R Janes and E Moore
Cambridge: RSC 2004 | Pp vi + 104 | ?24.95 | ISBN 0854049797
Reviewed by Mike Watkinson
There are so many books that already provide theoretical accounts of the bonding in transition-metal complexes, that I have to admit to being a little sceptical that Metal-ligand bonding would deliver anything terribly new even before I had opened it. The fact that it did was pleasing, but I fear that it is not quite what the book’s authors had in mind. They state in their preface that they wish to present an accessible (concise? small?), non- mathematical, yet detailed account of this area. This is a lot to ask of a book only 104 pages long (including many necessary diagrams). The book follows a fairly standard order for this material, taking the reader firstly though crystal-field theory then on to a brief introduction to magnetism before embarking on a molecular-orbital description of bonding in transition-metal chemistry. An overview of the principles behind molecular symmetry is given on the way. Some of the sections certainly meet the authors’ aims and do provide clear, concise explanations of theory behind experimental observations. Unfortunately, however, because the authors strive to include so much information, both at a basic as well as a more advanced level, some sections of the text will not only confuse but, I fear, also mislead students. This is because the length of the book simply does not provide the authors with enough scope to include the whole (or at least enough) of the story. The brief introduction of molecular symmetry in chapter 10 doesn’t work and is arguably unnecessary. This is a notoriously difficult topic for undergraduates to cope with and, although symmetry terminology is used throughout the book, I don’t see that a reader with no prior knowledge of the topic will suddenly be empowered to appreciate its use. I found the repeated use of partial molecular orbital diagrams unhelpful and at times confusing. The absence of any recommended reading is also a curious omission given the nature of the book. On the positive side I liked the layout of the text and the regular self-test questions, the answers to which are provided both in the text and also in a separate answers chapter.

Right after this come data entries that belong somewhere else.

//! Recording backend.
//!
//! The tracer runs the forward pass on real sample values while recording
//! every operation as a graph node. Each value carries its symbolic type
//! (batch axis kept dynamic) next to its concrete tensor, and the two must
//! agree at every step; a mismatch means the recorded graph would only be
//! correct for the sample batch size.

use std::collections::{BTreeMap, BTreeSet, HashMap};
use std::rc::Rc;

use log::debug;

use crate::graph::shape::infer;
use crate::graph::{registry, Dim, Graph, Node, Op, OpKind, TypeInfo, ValueInfo};
use crate::model::{Backend, ForwardError};
use crate::ops;
use crate::tensor::Tensor;

/// A value seen by the tracer.
#[derive(Clone, Debug)]
pub struct Traced {
    name: String,
    info: TypeInfo,
    value: Rc<Tensor>,
    constant: bool,
}

impl Traced {
    #[must_use]
    pub fn name(&self) -> &str {
        &self.name
    }

    #[must_use]
    pub fn info(&self) -> &TypeInfo {
        &self.info
    }

    /// Whether the value is independent of the graph inputs.
    #[must_use]
    pub fn is_constant(&self) -> bool {
        self.constant
    }
}

pub struct Tracer {
    opset: u32,
    batch: usize,
    inputs: Vec<ValueInfo>,
    nodes: Vec<Node>,
    initializers: BTreeMap<String, Tensor>,
    counts: HashMap<OpKind, usize>,
    folded: usize,
}

impl Tracer {
    /// A tracer recording at `opset` for sample batches of `batch` rows.
    #[must_use]
    pub fn new(opset: u32, batch: usize) -> Self {
        Tracer {
            opset,
            batch,
            inputs: Vec::new(),
            nodes: Vec::new(),
            initializers: BTreeMap::new(),
            counts: HashMap::new(),
            folded: 0,
        }
    }

    /// Declare a graph input. Axis 0 becomes the dynamic batch axis.
    pub fn input(&mut self, name: &str, sample: &Tensor) -> Result<Traced, ForwardError> {
        let shape = sample.shape();
        let mut dims = vec![Dim::Batch];
        dims.extend(shape.iter().skip(1).map(|&n| Dim::Fixed(n)));
        let info = TypeInfo::new(sample.dtype(), dims);
        if shape.first() != Some(&self.batch) {
            return Err(self.divergence(OpKind::Identity, shape, &info));
        }
        self.inputs.push(ValueInfo {
            name: name.to_string(),
            dtype: info.dtype,
            dims: info.dims.clone(),
        });
        Ok(Traced {
            name: name.to_string(),
            info,
            value: Rc::new(sample.clone()),
            constant: false,
        })
    }

    fn divergence(&self, op: OpKind, concrete: &[usize], info: &TypeInfo) -> ForwardError {
        let dims: Vec<String> = info.dims.iter().map(ToString::to_string).collect();
        ForwardError::ShapeDivergence {
            op,
            concrete: concrete.to_vec(),
            symbolic: format!("[{}]", dims.join(", ")),
        }
    }

    fn fresh_name(&mut self, kind: OpKind) -> String {
        let count = self.counts.entry(kind).or_insert(0);
        let name = format!("{}_{}", kind.name(), count);
        *count += 1;
        name
    }

    /// Finish recording. `outputs` are renamed to the given names; an
    /// `Identity` node is added where renaming in place is not possible.
    pub fn finish(mut self, outputs: Vec<(&str, Traced)>, producer: &str) -> Result<Graph, ForwardError> {
        let mut declared = Vec::with_capacity(outputs.len());
        let mut renamed: HashMap<String, String> = HashMap::new();
        for (name, traced) in outputs {
            if traced.constant || traced.info.dims.first() != Some(&Dim::Batch) {
                return Err(ForwardError::StaticOutput {
                    name: name.to_string(),
                });
            }
            let current = renamed.get(&traced.name).cloned().unwrap_or_else(|| traced.name.clone());
            let producer_idx = self.nodes.iter().position(|n| n.output == current);
            match producer_idx {
                Some(idx) if !renamed.contains_key(&traced.name) => {
                    for node in &mut self.nodes {
                        for input in &mut node.inputs {
                            if *input == current {
                                *input = name.to_string();
                            }
                        }
                    }
                    self.nodes[idx].output = name.to_string();
                    renamed.insert(traced.name.clone(), name.to_string());
                }
                _ => {
                    let node_name = self.fresh_name(OpKind::Identity);
                    self.nodes.push(Node {
                        name: node_name,
                        op: Op::Identity,
                        inputs: vec![current],
                        output: name.to_string(),
                    });
                }
            }
            declared.push(ValueInfo {
                name: name.to_string(),
                dtype: traced.info.dtype,
                dims: traced.info.dims,
            });
        }

        let used: BTreeSet<&str> = self
            .nodes
            .iter()
            .flat_map(|n| n.inputs.iter().map(String::as_str))
            .collect();
        let unused: Vec<String> = self
            .initializers
            .keys()
            .filter(|k| !used.contains(k.as_str()))
            .cloned()
            .collect();
        for name in unused {
            self.initializers.remove(&name);
        }
        debug!(
            "traced {} nodes, {} initializers, {} folded constants",
            self.nodes.len(),
            self.initializers.len(),
            self.folded
        );

        Ok(Graph {
            opset: self.opset,
            producer: producer.to_string(),
            inputs: self.inputs,
            outputs: declared,
            nodes: self.nodes,
            initializers: self.initializers,
        })
    }
}

impl Backend for Tracer {
    type Value = Traced;

    fn parameter(&mut self, name: &str, tensor: &Tensor) -> Result<Traced, ForwardError> {
        match self.initializers.get(name) {
            Some(existing) if existing != tensor => {
                return Err(ForwardError::ParameterConflict {
                    name: name.to_string(),
                })
            }
            Some(_) => {}
            None => {
                self.initializers.insert(name.to_string(), tensor.clone());
            }
        }
        Ok(Traced {
            name: name.to_string(),
            info: TypeInfo::fixed(tensor.dtype(), tensor.shape()),
            value: Rc::new(tensor.clone()),
            constant: true,
        })
    }

    fn apply(&mut self, op: Op, inputs: &[&Traced]) -> Result<Traced, ForwardError> {
        let kind = op.kind();
        let spec = registry::spec(kind);
        if spec.since > self.opset {
            return Err(ForwardError::OpsetTooOld {
                op: kind,
                since: spec.since,
                opset: self.opset,
            });
        }
        if let Op::Dropout { training: true, .. } = op {
            return Err(ForwardError::StochasticOp { op: kind });
        }

        let infos: Vec<&TypeInfo> = inputs.iter().map(|t| &t.info).collect();
        let info = infer(&op, &infos)?;
        let values: Vec<&Tensor> = inputs.iter().map(|t| t.value.as_ref()).collect();
        let value = ops::execute(&op, &values)?;
        if value.shape() != info.instantiate(self.batch).as_slice() {
            return Err(self.divergence(kind, value.shape(), &info));
        }

        if !inputs.is_empty() && inputs.iter().all(|t| t.constant) {
            let name = format!("folded_{}_{}", kind.name(), self.folded);
            self.folded += 1;
            self.initializers.insert(name.clone(), value.clone());
            return Ok(Traced {
                name,
                info,
                value: Rc::new(value),
                constant: true,
            });
        }

        let output = self.fresh_name(kind);
        self.nodes.push(Node {
            name: format!("{output}_node"),
            op,
            inputs: inputs.iter().map(|t| t.name.clone()).collect(),
            output: output.clone(),
        });
        Ok(Traced {
            name: output,
            info,
            value: Rc::new(value),
            constant: false,
        })
    }

    fn concrete(&mut self, value: &Traced) -> Result<Tensor, ForwardError> {
        if value.constant {
            Ok(value.value.as_ref().clone())
        } else {
            Err(ForwardError::DataDependent {
                value: value.name.clone(),
            })
        }
    }
}

#[cfg(test)]
mod tests {
    use super::*;
    use crate::graph::ShapeError;
    use crate::tensor::DType;

    fn sample(n: usize) -> Tensor {
        Tensor::from_fn(vec![n, 3], |i| i as f32)
    }

    #[test]
    fn test_records_nodes_with_batch_axis() {
        let mut tracer = Tracer::new(17, 2);
        let x = tracer.input("x", &sample(2)).unwrap();
        let w = tracer.parameter("w", &Tensor::zeros(vec![3, 4])).unwrap();
        let y = tracer.apply(Op::MatMul, &[&x, &w]).unwrap();
        assert_eq!(y.info().dims, vec![Dim::Batch, Dim::Fixed(4)]);
        assert!(!y.is_constant());

        let graph = tracer.finish(vec![("out", y)], "test").unwrap();
        assert_eq!(graph.nodes.len(), 1);
        assert_eq!(graph.nodes[0].output, "out");
        assert_eq!(graph.outputs[0].dims, vec![Dim::Batch, Dim::Fixed(4)]);
        assert_eq!(graph.inputs[0].dims, vec![Dim::Batch, Dim::Fixed(3)]);
    }

    #[test]
    fn test_constant_subgraphs_are_folded() {
        let mut tracer = Tracer::new(17, 2);
        let x = tracer.input("x", &sample(2)).unwrap();
        let a = tracer.parameter("a", &Tensor::scalar(2.0)).unwrap();
        let b = tracer.parameter("b", &Tensor::scalar(3.0)).unwrap();
        let ab = tracer.apply(Op::Mul, &[&a, &b]).unwrap();
        assert!(ab.is_constant());
        assert_eq!(tracer.concrete(&ab).unwrap(), Tensor::scalar(6.0));

        let y = tracer.apply(Op::Mul, &[&x, &ab]).unwrap();
        let graph = tracer.finish(vec![("out", y)], "test").unwrap();
        assert_eq!(graph.nodes.len(), 1);
        assert_eq!(graph.count_ops(OpKind::Mul), 1);
        // Only the folded product survives as an initializer
        assert_eq!(graph.initializers.len(), 1);
        assert_eq!(graph.initializers.values().next(), Some(&Tensor::scalar(6.0)));
    }

    #[test]
    fn test_reading_traced_values_fails() {
        let mut tracer = Tracer::new(17, 1);
        let x = tracer.input("x", &sample(1)).unwrap();
        let y = tracer.apply(Op::Relu, &[&x]).unwrap();
        assert_eq!(
            tracer.concrete(&y).unwrap_err(),
            ForwardError::DataDependent {
                value: y.name().to_string()
            }
        );
    }

    #[test]
    fn test_training_dropout_fails() {
        let mut tracer = Tracer::new(17, 1);
        let x = tracer.input("x", &sample(1)).unwrap();
        let err = tracer
            .apply(
                Op::Dropout {
                    ratio: 0.1,
                    training: true,
                },
                &[&x],
            )
            .unwrap_err();
        assert_eq!(err, ForwardError::StochasticOp { op: OpKind::Dropout });
    }

    #[test]
    fn test_batch_folding_reshape_fails() {
        let mut tracer = Tracer::new(17, 2);
        let x = tracer.input("x", &sample(2)).unwrap();
        let err = tracer.apply(Op::Reshape { shape: vec![6] }, &[&x]).unwrap_err();
        assert_eq!(err, ForwardError::Shape(ShapeError::BatchFolded { op: OpKind::Reshape }));
    }

    #[test]
    fn test_operator_newer_than_opset_fails() {
        let mut tracer = Tracer::new(13, 1);
        let x = tracer.input("x", &sample(1)).unwrap();
        let g = tracer.parameter("g", &Tensor::zeros(vec![3])).unwrap();
        let b = tracer.parameter("b", &Tensor::zeros(vec![3])).unwrap();
        assert!(matches!(
            tracer.apply(Op::LayerNormalization { epsilon: 1e-5 }, &[&x, &g, &b]),
            Err(ForwardError::OpsetTooOld { since: 17, opset: 13, .. })
        ));
    }

    #[test]
    fn test_outputs_must_keep_batch_axis() {
        let mut tracer = Tracer::new(17, 1);
        let c = tracer.parameter("c", &Tensor::zeros(vec![1, 2])).unwrap();
        let err = tracer.finish(vec![("out", c)], "test").unwrap_err();
        assert_eq!(
            err,
            ForwardError::StaticOutput {
                name: "out".to_string()
            }
        );
    }

    #[test]
    fn test_same_value_for_two_outputs_gets_identity() {
        let mut tracer = Tracer::new(17, 1);
        let x = tracer.input("x", &sample(1)).unwrap();
        let y = tracer.apply(Op::Relu, &[&x]).unwrap();
        let graph = tracer
            .finish(vec![("first", y.clone()), ("second", y)], "test")
            .unwrap();
        assert_eq!(graph.count_ops(OpKind::Identity), 1);
        let identity = graph.producer_of("second").unwrap();
        assert_eq!(identity.inputs, vec!["first".to_string()]);
    }

    #[test]
    fn test_input_gets_identity_output() {
        let mut tracer = Tracer::new(17, 1);
        let x = tracer.input("x", &sample(1)).unwrap();
        let graph = tracer.finish(vec![("out", x)], "test").unwrap();
        assert_eq!(graph.nodes[0].op, Op::Identity);
        assert_eq!(graph.outputs[0].dtype, DType::F32);
    }

    #[test]
    fn test_conflicting_parameters() {
        let mut tracer = Tracer::new(17, 1);
        tracer.parameter("w", &Tensor::scalar(1.0)).unwrap();
        assert!(tracer.parameter("w", &Tensor::scalar(1.0)).is_ok());
        assert_eq!(
            tracer.parameter("w", &Tensor::scalar(2.0)).unwrap_err(),
            ForwardError::ParameterConflict {
                name: "w".to_string()
            }
        );
    }
}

The learning outcomes are also clearly flagged in a section at the end of the text. Revision questions are also provided, again with answers, to allow the reader to test their knowledge as a whole. To my mind it is here that the book has most of its appeal; perhaps more to the lecturer rather than the student. The questions are thoughtful and often approach theory from a different viewpoint than other textbooks.
I will certainly be dipping into the text for future inspiration when setting coursework and examinations, however at ?24.95, and given my other criticisms, I believe there are already several better books for undergraduates on the market, both in terms of value and in content.